The mutual society faced a difficult first half, in which it struggled with the cost of managing its legacy book and suffered an operating deficit of £90,000.
It said that chief executive Steve Burnett is stepping down, as the company enters survival mode to cope with the testing market conditions that are expected to continue through the second half of the year.
In a statement released today, the company said it will now focus its attentions on its UK protection brand Progress and Irish equivalent Caledonian Life, which are the only divisions of Royal Liver to have performed in line with expectations.
Meanwhile, Park Row and Royal Liver’s Irish distribution arm Citadel are up for review, the results said.
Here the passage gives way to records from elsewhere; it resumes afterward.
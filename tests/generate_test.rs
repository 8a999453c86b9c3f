//! End-to-end tests for template filling.
//!
//! Templates are built on the fly into a temporary directory so every test
//! states exactly which markup it starts from.

use std::io::Write;
use std::path::{Path, PathBuf};

use docx_bookmarks::package::{content_types, relationships};
use docx_bookmarks::{Error, Generator, Package, XmlTree, generate_document};
use tempfile::TempDir;
use zip::ZipWriter;
use zip::write::SimpleFileOptions;

const W: &str = "http://schemas.openxmlformats.org/wordprocessingml/2006/main";
const R: &str = "http://schemas.openxmlformats.org/officeDocument/2006/relationships";

const CONTENT_TYPES: &str = r#"<?xml version="1.0" encoding="UTF-8" standalone="yes"?>
<Types xmlns="http://schemas.openxmlformats.org/package/2006/content-types">
  <Default Extension="rels" ContentType="application/vnd.openxmlformats-package.relationships+xml"/>
  <Default Extension="xml" ContentType="application/xml"/>
  <Override PartName="/word/document.xml" ContentType="application/vnd.openxmlformats-officedocument.wordprocessingml.document.main+xml"/>
</Types>"#;

const PACKAGE_RELS: &str = r#"<?xml version="1.0" encoding="UTF-8" standalone="yes"?>
<Relationships xmlns="http://schemas.openxmlformats.org/package/2006/relationships">
  <Relationship Id="rId1" Type="http://schemas.openxmlformats.org/officeDocument/2006/relationships/officeDocument" Target="word/document.xml"/>
</Relationships>"#;

struct Fixture {
    dir: TempDir,
}

impl Fixture {
    fn new() -> Self {
        Self {
            dir: tempfile::tempdir().unwrap(),
        }
    }

    fn path(&self, name: &str) -> PathBuf {
        self.dir.path().join(name)
    }

    /// Write a template whose body is `body`.
    fn template(&self, body: &str) -> PathBuf {
        let document = format!(
            "<?xml version=\"1.0\" encoding=\"UTF-8\" standalone=\"yes\"?>\n<w:document xmlns:w=\"{W}\" xmlns:r=\"{R}\">\n  <w:body>\n    {body}\n    <w:sectPr/>\n  </w:body>\n</w:document>"
        );
        let path = self.path("template.docx");
        let file = std::fs::File::create(&path).unwrap();
        let mut zip = ZipWriter::new(file);
        let options = SimpleFileOptions::default();
        for (name, data) in [
            ("[Content_Types].xml", CONTENT_TYPES),
            ("_rels/.rels", PACKAGE_RELS),
            ("word/document.xml", document.as_str()),
        ] {
            zip.start_file(name, options).unwrap();
            zip.write_all(data.as_bytes()).unwrap();
        }
        zip.finish().unwrap();
        path
    }
}

fn main_part(bytes: &[u8]) -> (Package, XmlTree) {
    let package = Package::from_bytes(bytes).unwrap();
    let tree = package.part_xml("word/document.xml").unwrap();
    (package, tree)
}

fn count_local(tree: &XmlTree, local: &str) -> usize {
    tree.descendants(tree.root())
        .filter(|&id| tree.name(id).is_some_and(|n| n.local == local))
        .count()
}

fn assert_gone(path: &Path) {
    assert!(!path.exists(), "{} should have been removed", path.display());
}

#[test]
fn test_text_substitution_keeps_paragraph_count() {
    let fixture = Fixture::new();
    let template = fixture.template(
        r#"<w:p><w:bookmarkStart w:id="0" w:name="Title"/><w:r><w:rPr><w:b/></w:rPr><w:t>Title</w:t></w:r><w:bookmarkEnd w:id="0"/></w:p>
    <w:p><w:r><w:t>Body</w:t></w:r></w:p>"#,
    );
    let temp = fixture.path("work.docx");

    let bytes = generate_document(
        &template,
        r#"<data><bookmark name="Title">Hello</bookmark><bookmark name="Missing">x</bookmark></data>"#,
        &temp,
    )
    .unwrap();

    let (_, tree) = main_part(&bytes);
    assert_eq!(tree.text_content(tree.root()), "HelloBody");
    assert_eq!(count_local(&tree, "p"), 2);
    assert_eq!(count_local(&tree, "b"), 1, "run formatting is carried over");
    assert_gone(&temp);
}

#[test]
fn test_two_paragraph_bookmark_becomes_one_paragraph() {
    let fixture = Fixture::new();
    let template = fixture.template(
        r#"<w:p><w:bookmarkStart w:id="1" w:name="Span"/><w:r><w:t>first</w:t></w:r></w:p>
    <w:p><w:r><w:t>second</w:t></w:r><w:bookmarkEnd w:id="1"/></w:p>"#,
    );
    let bytes = generate_document(
        &template,
        r#"<data><bookmark name="Span">X</bookmark></data>"#,
        fixture.path("work.docx"),
    )
    .unwrap();

    let (_, tree) = main_part(&bytes);
    assert_eq!(tree.text_content(tree.root()), "X");
    assert_eq!(count_local(&tree, "p"), 1);
    assert_eq!(count_local(&tree, "bookmarkStart"), 1);
    assert_eq!(count_local(&tree, "bookmarkEnd"), 1);
}

#[test]
fn test_html_value_becomes_alt_chunk() {
    let fixture = Fixture::new();
    let template = fixture.template(
        r#"<w:p><w:r><w:t>Before</w:t></w:r></w:p>
    <w:p><w:bookmarkStart w:id="0" w:name="Notes"/><w:r><w:t>notes</w:t></w:r><w:bookmarkEnd w:id="0"/></w:p>"#,
    );
    let html = "<html><body><p><b>Urgent</b></p></body></html>";
    let data = format!(r#"<data><bookmark name="Notes"><![CDATA[{html}]]></bookmark></data>"#);

    let outcome = Generator::new()
        .fill(&template, &data, fixture.path("work.docx"))
        .unwrap();
    assert_eq!(outcome.substituted, 1);
    assert_eq!(outcome.html_chunks, 1);

    let (package, tree) = main_part(&outcome.bytes);
    assert_eq!(count_local(&tree, "altChunk"), 1);
    assert_eq!(count_local(&tree, "p"), 1);
    assert!(!tree.text_content(tree.root()).contains("<html>"));

    let out = tree.to_xml_string(tree.root()).unwrap();
    assert!(out.contains(r#"<w:altChunk r:id="AltChunkId1"/>"#), "{out}");

    assert_eq!(package.part("word/afchunk1.xhtml"), Some(html.as_bytes()));
    let rels = package.relationships("word/document.xml").unwrap();
    let rel = rels.iter().find(|r| r.id == "AltChunkId1").unwrap();
    assert!(rel.is(relationships::AF_CHUNK));
    assert_eq!(rel.target, "afchunk1.xhtml");

    let types = package.part_xml(content_types::PART_NAME).unwrap();
    assert_eq!(
        content_types::content_type_of(&types, "word/afchunk1.xhtml").as_deref(),
        Some("application/xhtml+xml")
    );
}

#[test]
fn test_tracked_revisions_fail_before_any_output() {
    let fixture = Fixture::new();
    let template = fixture.template(
        r#"<w:p><w:bookmarkStart w:id="0" w:name="Title"/><w:ins w:id="9" w:author="me"><w:r><w:t>new</w:t></w:r></w:ins><w:bookmarkEnd w:id="0"/></w:p>"#,
    );
    let temp = fixture.path("work.docx");

    let err = generate_document(&template, r#"<d><bookmark name="Title">x</bookmark></d>"#, &temp)
        .unwrap_err();
    assert!(matches!(err, Error::TrackedRevisionsPresent));
    assert_gone(&temp);
}

#[test]
fn test_failure_mid_pass_removes_working_copy() {
    let fixture = Fixture::new();
    let template = fixture.template(
        r#"<w:p><w:bookmarkStart w:id="0" w:name="Ok"/><w:r><w:t>a</w:t></w:r><w:bookmarkEnd w:id="0"/></w:p>
    <w:p><w:hyperlink r:id="rId9"><w:bookmarkStart w:id="1" w:name="Link"/><w:r><w:t>b</w:t></w:r><w:bookmarkEnd w:id="1"/></w:hyperlink></w:p>"#,
    );
    let temp = fixture.path("work.docx");

    let err = generate_document(
        &template,
        r#"<d><bookmark name="Ok">fine</bookmark><bookmark name="Link">bad</bookmark></d>"#,
        &temp,
    )
    .unwrap_err();
    assert!(matches!(err, Error::UnsupportedContainer { ref name, .. } if name == "Link"));
    assert_gone(&temp);
}

#[test]
fn test_template_without_bookmarks() {
    let fixture = Fixture::new();
    let template = fixture.template(r#"<w:p><w:r><w:t>plain</w:t></w:r></w:p>"#);
    let err = generate_document(&template, "<d/>", fixture.path("work.docx")).unwrap_err();
    assert!(matches!(err, Error::NoBookmarks));
}

#[test]
fn test_unmatched_names_leave_document_unchanged() {
    let fixture = Fixture::new();
    let template = fixture.template(
        r#"<w:p><w:bookmarkStart w:id="0" w:name="Title"/><w:r><w:t>Title</w:t></w:r><w:bookmarkEnd w:id="0"/></w:p>"#,
    );
    let bytes = generate_document(
        &template,
        r#"<d><bookmark name="Other">x</bookmark></d>"#,
        fixture.path("work.docx"),
    )
    .unwrap();

    let (_, before) = main_part(&std::fs::read(&template).unwrap());
    let (_, after) = main_part(&bytes);
    assert_eq!(
        after.to_xml_string(after.root()).unwrap(),
        before.to_xml_string(before.root()).unwrap()
    );
}

#[test]
fn test_stale_working_copy_is_replaced() {
    let fixture = Fixture::new();
    let template = fixture.template(
        r#"<w:p><w:bookmarkStart w:id="0" w:name="Title"/><w:bookmarkEnd w:id="0"/></w:p>"#,
    );
    let temp = fixture.path("work.docx");
    std::fs::write(&temp, b"not a zip").unwrap();

    let bytes = generate_document(&template, r#"<d><bookmark name="Title">T</bookmark></d>"#, &temp)
        .unwrap();
    let (_, tree) = main_part(&bytes);
    assert_eq!(tree.text_content(tree.root()), "T");
    assert_gone(&temp);
}

#[test]
fn test_template_bookmarks_lists_names_in_order() {
    let fixture = Fixture::new();
    let template = fixture.template(
        r#"<w:p><w:bookmarkStart w:id="0" w:name="B"/><w:bookmarkEnd w:id="0"/><w:bookmarkStart w:id="1" w:name="A"/><w:bookmarkEnd w:id="1"/></w:p>"#,
    );
    let package = Package::open(&template).unwrap();
    let names = Generator::new().template_bookmarks(&package).unwrap();
    assert_eq!(names, vec!["B", "A"]);
}

#[test]
fn test_working_copy_may_not_be_the_template() {
    let fixture = Fixture::new();
    let template = fixture.template(
        r#"<w:p><w:bookmarkStart w:id="0" w:name="Title"/><w:r><w:t>Title</w:t></w:r><w:bookmarkEnd w:id="0"/></w:p>"#,
    );
    let before = std::fs::read(&template).unwrap();

    let err = generate_document(&template, r#"<d><bookmark name="Title">x</bookmark></d>"#, &template)
        .unwrap_err();
    assert!(matches!(err, Error::WorkingCopyIsTemplate(_)));
    assert_eq!(std::fs::read(&template).unwrap(), before);
}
‘Given these developments, the board, in discussions with the chief executive, has decided that this is an appropriate time for a change of leadership to meet the new challenges facing the society,’ said chairman David Woods. ‘Accordingly, Steve Burnett has elected to leave the business after a seven-year period as chief executive.’
In the six months to 30 June 2009, Park Row’s turnover of £4.3 million was just 69% of budget, despite having ‘valiantly endured’ significant restructuring to prepare it for changes outlined in the retail distribution review, the company said.
Royal Liver said that while turnover at Citadel had improved since the first half of 2008, the poor outlook in the Irish market remained a concern.
The mutual society has already started to cut costs by outsourcing its IT function and ending expensive door-to-door collections of premiums.